> _YOUR OBJECTIVE_
Locate, in the data below, the line that contains "500 | 502 | 504" and the line that contains "(rate limit) should"; reproduce exactly those two lines and every line between them, nothing more.

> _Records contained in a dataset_
_ _ _ _ _ _ _

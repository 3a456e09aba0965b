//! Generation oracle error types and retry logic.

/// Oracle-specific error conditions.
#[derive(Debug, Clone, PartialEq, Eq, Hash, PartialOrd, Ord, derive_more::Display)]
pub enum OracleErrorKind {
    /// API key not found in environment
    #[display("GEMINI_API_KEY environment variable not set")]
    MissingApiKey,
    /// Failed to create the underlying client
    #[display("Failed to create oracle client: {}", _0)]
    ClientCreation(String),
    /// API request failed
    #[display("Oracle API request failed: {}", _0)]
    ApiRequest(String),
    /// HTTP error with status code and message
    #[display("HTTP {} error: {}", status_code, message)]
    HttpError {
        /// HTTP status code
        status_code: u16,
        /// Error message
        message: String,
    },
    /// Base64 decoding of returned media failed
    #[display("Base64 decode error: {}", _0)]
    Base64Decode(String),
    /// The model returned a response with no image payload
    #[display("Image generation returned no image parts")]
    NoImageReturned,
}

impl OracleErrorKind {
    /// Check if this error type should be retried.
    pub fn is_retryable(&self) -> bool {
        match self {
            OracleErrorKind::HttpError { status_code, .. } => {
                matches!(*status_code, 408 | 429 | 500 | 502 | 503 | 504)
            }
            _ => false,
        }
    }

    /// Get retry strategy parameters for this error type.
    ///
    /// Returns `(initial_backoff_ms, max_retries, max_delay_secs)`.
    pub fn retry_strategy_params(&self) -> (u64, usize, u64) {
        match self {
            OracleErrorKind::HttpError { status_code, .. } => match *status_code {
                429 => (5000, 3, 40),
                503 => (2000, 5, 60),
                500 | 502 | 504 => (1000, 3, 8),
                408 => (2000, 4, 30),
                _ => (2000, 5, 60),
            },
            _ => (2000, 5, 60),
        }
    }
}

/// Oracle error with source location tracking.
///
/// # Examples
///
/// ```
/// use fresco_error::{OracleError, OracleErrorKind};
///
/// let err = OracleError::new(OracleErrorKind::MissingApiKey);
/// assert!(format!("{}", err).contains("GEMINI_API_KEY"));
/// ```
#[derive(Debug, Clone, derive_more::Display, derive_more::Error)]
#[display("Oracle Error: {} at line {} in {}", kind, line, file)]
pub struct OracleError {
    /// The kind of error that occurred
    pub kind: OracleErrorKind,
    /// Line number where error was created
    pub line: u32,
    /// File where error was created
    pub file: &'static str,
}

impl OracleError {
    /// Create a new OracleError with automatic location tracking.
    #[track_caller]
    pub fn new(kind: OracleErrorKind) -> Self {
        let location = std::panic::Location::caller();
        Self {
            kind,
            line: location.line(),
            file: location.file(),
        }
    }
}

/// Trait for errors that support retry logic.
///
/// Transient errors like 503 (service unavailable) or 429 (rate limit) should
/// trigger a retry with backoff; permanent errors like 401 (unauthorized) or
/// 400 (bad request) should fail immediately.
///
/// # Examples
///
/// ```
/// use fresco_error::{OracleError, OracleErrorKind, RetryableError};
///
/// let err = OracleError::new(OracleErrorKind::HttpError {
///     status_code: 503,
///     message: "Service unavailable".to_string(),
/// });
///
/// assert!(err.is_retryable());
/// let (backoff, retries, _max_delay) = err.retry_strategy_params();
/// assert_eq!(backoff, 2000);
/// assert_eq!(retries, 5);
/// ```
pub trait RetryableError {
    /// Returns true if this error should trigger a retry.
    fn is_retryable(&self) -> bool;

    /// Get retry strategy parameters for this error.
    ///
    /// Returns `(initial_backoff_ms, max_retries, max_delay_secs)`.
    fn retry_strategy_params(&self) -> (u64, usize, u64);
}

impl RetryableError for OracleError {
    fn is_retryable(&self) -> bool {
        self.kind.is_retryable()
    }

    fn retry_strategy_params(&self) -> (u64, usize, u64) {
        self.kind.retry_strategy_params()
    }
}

_ _ _ _ _ _ _

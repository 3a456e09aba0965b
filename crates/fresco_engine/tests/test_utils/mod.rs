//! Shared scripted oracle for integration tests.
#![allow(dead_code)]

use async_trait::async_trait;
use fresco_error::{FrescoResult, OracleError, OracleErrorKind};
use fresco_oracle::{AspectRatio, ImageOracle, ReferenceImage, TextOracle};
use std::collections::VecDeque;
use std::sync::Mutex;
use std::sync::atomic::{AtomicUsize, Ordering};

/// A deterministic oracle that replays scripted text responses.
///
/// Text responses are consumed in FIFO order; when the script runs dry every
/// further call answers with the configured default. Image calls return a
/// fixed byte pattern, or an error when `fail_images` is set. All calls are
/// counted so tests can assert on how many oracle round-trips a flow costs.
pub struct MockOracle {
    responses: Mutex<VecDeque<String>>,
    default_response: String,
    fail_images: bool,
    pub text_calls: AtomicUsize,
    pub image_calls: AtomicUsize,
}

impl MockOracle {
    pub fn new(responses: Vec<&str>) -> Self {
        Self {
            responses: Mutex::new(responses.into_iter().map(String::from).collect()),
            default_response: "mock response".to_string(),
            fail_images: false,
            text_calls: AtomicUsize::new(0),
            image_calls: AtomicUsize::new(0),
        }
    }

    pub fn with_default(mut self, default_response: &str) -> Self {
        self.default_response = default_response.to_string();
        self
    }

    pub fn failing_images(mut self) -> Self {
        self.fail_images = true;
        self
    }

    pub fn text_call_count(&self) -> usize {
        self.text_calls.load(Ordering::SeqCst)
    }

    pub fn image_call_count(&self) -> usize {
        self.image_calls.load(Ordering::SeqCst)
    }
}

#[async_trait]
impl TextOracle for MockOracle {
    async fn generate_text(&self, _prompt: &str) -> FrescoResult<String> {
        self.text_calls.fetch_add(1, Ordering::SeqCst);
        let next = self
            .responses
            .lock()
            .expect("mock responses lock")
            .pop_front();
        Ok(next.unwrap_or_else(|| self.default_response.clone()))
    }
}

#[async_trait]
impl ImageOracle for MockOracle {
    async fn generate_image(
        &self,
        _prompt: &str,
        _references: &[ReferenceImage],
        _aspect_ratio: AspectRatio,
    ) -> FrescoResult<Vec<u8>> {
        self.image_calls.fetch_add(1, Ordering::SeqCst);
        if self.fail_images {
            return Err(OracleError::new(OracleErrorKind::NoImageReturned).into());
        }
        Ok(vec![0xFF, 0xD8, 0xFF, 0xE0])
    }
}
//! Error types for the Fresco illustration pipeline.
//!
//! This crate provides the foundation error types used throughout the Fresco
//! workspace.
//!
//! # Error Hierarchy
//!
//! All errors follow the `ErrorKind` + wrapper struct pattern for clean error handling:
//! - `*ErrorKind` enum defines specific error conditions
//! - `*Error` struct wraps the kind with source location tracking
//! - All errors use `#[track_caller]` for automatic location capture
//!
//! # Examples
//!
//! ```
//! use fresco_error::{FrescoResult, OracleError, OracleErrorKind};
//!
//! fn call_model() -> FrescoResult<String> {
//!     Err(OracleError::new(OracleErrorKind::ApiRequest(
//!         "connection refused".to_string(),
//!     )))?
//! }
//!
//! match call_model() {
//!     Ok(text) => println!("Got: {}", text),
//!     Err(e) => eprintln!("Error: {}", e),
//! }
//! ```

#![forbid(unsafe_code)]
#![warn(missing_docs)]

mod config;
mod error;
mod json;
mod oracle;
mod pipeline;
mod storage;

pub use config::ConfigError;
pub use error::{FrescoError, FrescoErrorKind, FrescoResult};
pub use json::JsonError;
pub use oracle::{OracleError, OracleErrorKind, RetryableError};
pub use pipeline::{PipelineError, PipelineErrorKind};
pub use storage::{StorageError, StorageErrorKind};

_ _ _ _ _ _ _

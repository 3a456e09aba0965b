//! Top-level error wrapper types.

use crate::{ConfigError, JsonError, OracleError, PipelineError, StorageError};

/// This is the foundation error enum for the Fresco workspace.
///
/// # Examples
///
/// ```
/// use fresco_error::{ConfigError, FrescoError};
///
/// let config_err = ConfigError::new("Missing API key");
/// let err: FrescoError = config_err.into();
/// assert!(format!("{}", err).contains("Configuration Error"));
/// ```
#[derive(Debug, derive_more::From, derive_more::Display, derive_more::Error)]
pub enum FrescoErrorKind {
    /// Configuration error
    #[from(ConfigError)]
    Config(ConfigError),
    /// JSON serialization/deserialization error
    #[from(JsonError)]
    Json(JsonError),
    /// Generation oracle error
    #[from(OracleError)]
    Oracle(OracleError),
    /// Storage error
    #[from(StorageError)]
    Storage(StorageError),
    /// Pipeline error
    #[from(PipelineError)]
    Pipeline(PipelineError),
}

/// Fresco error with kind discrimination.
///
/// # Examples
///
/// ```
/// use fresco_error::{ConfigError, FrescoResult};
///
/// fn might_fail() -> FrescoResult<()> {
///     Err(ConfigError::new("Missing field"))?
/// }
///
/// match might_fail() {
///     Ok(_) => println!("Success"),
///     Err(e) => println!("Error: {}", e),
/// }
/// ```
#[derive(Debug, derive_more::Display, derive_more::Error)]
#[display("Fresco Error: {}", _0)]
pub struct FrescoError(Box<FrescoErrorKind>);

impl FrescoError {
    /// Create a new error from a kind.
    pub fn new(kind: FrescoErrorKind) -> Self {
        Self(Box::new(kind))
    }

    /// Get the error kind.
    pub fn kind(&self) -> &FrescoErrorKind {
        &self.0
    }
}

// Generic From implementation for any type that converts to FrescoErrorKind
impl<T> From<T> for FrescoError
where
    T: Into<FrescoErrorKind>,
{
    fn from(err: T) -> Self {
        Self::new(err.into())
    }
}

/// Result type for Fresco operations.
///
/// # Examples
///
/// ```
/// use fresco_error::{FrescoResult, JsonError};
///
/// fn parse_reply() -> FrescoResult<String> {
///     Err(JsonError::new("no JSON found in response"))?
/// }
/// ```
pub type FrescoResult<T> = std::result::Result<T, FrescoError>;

_ _ _ _ _ _ _

> _RESULT OF THIS TASK_
                500 | 502 | 504 => (1000, 3, 8),
                408 => (2000, 4, 30),
                _ => (2000, 5, 60),
            },
            _ => (2000, 5, 60),
        }
    }
}

/// Oracle error with source location tracking.
///
/// # Examples
///
/// ```
/// use fresco_error::{OracleError, OracleErrorKind};
///
/// let err = OracleError::new(OracleErrorKind::MissingApiKey);
/// assert!(format!("{}", err).contains("GEMINI_API_KEY"));
/// ```
#[derive(Debug, Clone, derive_more::Display, derive_more::Error)]
#[display("Oracle Error: {} at line {} in {}", kind, line, file)]
pub struct OracleError {
    /// The kind of error that occurred
    pub kind: OracleErrorKind,
    /// Line number where error was created
    pub line: u32,
    /// File where error was created
    pub file: &'static str,
}

impl OracleError {
    /// Create a new OracleError with automatic location tracking.
    #[track_caller]
    pub fn new(kind: OracleErrorKind) -> Self {
        let location = std::panic::Location::caller();
        Self {
            kind,
            line: location.line(),
            file: location.file(),
        }
    }
}

/// Trait for errors that support retry logic.
///
/// Transient errors like 503 (service unavailable) or 429 (rate limit) should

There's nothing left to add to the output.